Working from the listing below, pick each line containing the word "square" and copy it.

····················

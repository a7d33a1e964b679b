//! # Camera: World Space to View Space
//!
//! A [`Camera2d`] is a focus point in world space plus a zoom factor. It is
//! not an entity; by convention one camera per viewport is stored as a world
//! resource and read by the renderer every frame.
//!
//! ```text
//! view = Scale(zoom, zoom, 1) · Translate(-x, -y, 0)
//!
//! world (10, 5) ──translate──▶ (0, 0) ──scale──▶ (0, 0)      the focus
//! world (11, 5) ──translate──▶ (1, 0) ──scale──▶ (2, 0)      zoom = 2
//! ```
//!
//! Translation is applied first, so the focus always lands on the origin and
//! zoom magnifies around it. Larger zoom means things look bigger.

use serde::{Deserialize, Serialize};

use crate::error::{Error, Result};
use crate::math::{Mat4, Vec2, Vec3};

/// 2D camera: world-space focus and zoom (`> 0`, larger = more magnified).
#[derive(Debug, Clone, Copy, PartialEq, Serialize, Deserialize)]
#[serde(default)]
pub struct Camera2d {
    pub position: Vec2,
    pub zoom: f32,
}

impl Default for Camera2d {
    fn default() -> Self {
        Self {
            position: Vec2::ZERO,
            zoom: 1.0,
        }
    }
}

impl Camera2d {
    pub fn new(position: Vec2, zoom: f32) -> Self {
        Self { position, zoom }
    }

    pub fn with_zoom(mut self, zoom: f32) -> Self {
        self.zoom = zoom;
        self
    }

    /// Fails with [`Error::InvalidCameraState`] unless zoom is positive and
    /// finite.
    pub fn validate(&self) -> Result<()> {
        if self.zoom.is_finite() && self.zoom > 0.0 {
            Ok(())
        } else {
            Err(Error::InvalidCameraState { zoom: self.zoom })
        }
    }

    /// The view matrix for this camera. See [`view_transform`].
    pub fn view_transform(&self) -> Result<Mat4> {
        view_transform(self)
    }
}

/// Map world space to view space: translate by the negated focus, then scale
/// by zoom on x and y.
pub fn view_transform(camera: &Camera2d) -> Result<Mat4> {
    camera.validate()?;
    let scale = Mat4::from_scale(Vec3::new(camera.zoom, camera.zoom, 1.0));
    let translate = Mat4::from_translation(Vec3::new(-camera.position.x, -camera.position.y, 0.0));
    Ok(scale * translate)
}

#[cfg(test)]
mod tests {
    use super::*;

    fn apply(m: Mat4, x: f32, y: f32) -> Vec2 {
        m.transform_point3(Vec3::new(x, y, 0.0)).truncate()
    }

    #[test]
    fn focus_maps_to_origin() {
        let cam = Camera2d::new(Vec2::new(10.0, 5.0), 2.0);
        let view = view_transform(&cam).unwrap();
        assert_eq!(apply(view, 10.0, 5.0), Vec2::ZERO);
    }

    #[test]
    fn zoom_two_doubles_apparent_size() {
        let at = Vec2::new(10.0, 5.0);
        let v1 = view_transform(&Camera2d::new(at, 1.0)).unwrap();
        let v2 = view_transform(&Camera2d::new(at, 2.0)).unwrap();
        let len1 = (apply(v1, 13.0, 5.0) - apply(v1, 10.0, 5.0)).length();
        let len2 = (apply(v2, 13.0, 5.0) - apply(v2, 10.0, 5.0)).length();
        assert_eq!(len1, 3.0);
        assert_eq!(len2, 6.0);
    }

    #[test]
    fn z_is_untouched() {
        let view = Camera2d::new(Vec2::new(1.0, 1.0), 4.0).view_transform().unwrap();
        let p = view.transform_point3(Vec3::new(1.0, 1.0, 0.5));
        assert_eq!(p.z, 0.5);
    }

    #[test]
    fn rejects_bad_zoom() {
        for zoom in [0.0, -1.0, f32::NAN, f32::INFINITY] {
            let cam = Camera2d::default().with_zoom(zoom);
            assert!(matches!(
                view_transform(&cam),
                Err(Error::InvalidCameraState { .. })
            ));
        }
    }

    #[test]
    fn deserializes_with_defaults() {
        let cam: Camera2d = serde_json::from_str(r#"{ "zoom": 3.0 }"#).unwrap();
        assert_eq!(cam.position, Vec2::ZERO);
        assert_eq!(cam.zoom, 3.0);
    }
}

····················

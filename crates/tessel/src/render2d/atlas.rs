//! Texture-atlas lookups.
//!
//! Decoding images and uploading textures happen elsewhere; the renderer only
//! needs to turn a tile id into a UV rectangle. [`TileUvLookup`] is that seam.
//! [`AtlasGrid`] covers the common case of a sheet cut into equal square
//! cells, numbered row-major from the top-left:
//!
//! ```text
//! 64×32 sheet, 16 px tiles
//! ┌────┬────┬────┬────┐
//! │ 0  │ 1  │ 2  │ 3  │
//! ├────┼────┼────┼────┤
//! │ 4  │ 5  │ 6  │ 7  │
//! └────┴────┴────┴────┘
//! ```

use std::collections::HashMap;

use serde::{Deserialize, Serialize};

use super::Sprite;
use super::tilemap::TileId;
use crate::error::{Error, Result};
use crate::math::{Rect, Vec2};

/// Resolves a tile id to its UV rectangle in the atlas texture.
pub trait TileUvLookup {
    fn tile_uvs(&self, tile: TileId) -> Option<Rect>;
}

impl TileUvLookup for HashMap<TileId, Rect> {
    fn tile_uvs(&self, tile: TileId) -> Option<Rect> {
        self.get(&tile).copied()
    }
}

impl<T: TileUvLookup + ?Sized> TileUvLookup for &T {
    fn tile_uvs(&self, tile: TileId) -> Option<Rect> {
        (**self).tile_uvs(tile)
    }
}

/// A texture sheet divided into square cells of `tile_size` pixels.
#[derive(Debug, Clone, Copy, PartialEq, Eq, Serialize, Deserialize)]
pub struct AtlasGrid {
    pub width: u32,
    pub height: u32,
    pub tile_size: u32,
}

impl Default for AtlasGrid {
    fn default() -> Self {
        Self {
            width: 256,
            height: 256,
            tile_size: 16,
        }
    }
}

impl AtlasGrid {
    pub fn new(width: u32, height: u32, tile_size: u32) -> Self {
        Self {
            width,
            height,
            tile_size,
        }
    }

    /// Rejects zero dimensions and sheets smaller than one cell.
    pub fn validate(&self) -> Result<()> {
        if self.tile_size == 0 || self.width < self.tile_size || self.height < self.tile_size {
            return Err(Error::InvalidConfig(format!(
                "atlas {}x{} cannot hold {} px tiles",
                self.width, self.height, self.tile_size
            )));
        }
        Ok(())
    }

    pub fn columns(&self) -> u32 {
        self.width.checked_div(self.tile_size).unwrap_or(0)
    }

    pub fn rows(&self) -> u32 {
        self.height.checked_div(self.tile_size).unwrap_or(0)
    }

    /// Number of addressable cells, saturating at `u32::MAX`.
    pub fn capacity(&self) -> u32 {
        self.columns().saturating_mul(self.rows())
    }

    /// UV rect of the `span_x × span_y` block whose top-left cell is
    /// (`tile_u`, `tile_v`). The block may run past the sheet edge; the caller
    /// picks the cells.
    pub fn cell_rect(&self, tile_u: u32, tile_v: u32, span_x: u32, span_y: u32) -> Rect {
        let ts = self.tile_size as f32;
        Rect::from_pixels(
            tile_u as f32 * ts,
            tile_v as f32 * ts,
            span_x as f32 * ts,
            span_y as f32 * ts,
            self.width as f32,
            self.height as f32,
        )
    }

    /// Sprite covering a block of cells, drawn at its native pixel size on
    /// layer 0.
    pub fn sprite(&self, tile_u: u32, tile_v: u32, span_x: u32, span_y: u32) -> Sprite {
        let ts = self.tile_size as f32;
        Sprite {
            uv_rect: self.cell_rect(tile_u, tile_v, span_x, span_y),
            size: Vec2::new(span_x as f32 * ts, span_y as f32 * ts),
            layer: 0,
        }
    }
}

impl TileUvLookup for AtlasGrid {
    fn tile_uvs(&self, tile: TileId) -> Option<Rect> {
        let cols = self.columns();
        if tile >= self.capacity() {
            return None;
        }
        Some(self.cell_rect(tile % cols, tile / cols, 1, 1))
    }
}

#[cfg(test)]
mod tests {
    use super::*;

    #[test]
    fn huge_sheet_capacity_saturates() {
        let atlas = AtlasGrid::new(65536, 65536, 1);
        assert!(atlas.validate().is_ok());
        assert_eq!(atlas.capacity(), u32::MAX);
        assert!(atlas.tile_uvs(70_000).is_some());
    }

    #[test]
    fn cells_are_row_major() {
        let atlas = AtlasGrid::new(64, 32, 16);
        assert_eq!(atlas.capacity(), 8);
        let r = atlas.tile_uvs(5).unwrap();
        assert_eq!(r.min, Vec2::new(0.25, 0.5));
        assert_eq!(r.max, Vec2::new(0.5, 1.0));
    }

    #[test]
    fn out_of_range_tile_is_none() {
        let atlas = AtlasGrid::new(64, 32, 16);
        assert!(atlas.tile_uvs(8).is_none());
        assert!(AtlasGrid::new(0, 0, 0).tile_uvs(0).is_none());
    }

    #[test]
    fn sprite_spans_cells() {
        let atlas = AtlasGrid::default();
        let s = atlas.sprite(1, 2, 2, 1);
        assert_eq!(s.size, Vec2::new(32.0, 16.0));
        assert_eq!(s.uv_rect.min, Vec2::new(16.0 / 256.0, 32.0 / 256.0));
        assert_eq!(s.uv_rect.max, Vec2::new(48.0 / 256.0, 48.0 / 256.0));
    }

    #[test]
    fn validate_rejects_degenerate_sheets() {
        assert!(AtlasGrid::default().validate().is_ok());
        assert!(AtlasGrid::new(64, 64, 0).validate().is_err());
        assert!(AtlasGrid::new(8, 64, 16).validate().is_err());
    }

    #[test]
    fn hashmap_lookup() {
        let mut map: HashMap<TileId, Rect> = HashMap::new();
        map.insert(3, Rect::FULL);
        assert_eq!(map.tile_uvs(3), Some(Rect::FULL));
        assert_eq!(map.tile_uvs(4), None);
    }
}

····················

Solution for this task:
//! [`AtlasGrid`] covers the common case of a sheet cut into equal square
/// A texture sheet divided into square cells of `tile_size` pixels.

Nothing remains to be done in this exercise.